It is no secret that HHS Secretary RFK Jr. and USDA Secretary Brooke Rollins have been campaigning to restore American health – sometimes even in controversial ways. But their views on the Supplemental Nutrition Assistance Program (SNAP) should be approached with wide-open, bipartisan arms. Removing food that is categorically unhealthy, will not only begin to restore our nation to a state of health, but bolster the economy and revive the American Dream for many who have given up on it.
Under a capitalist economy, market competition drives innovation, attracting customers and driving prices to consumer-affordable levels.

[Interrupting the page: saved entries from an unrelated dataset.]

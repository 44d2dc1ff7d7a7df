//! Guidance trajectories for field robots: a local-frame point list anchored to a WGS84
//! position, split into sections and annotated with zones, readable and writable in several
//! file formats.

#[macro_use]
extern crate log;

mod error;
pub mod formats;
pub mod transform;
mod trajectory;

pub use self::error::{Error, Result};
pub use self::formats::{load, save, FormatKind};
pub use self::trajectory::{Annotation, AnnotationKind, ExtraColumns, Trajectory};
pub use self::transform::{GeoPoint, LocalFrame};
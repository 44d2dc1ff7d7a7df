//! Turns the output of a coverage path planner into guidance trajectories: resampling the states
//! to a fixed step, then splitting them into sections and work/turn zones.

#[macro_use]
extern crate anyhow;
#[macro_use]
extern crate log;

mod discretize;
mod state;
mod zones;

pub use self::discretize::Discretizer;
pub use self::state::{load_states, Direction, PathState, PlannerState, SegmentType};
pub use self::zones::{annotate, ZoneAnnotator, TURN_ZONE, WORK_ZONE};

Successful business rise to the top, while others die and are replaced by new innovative ideas that feed the cycle of competition by introducing new ideas to the marketplace.
But what happens to capitalism when competition dies?
Ideas stagnate and businesses that have experienced such immense success such as Amazon, Apple, and Microsoft, are left meaningfully unopposed. When companies are not challenged, market prices climb, and Americans are left struggling to make ends meet. And when Americans are unable to participate in the economy, supply and demand dies, innovation becomes negligible in the hands of the already successful, and a positive feedback look of economic turmoil ensues.
Republicans, the party of the free market economy, have long used lower taxes as a way to successfully bring businesses back to America and stimulate economic regrowth. And though this does revive a spirit of competition by freeing up funds for innovative, start-up ventures, there is an entirely untapped path to further spur economic growth by looking at the link between the economy and American health.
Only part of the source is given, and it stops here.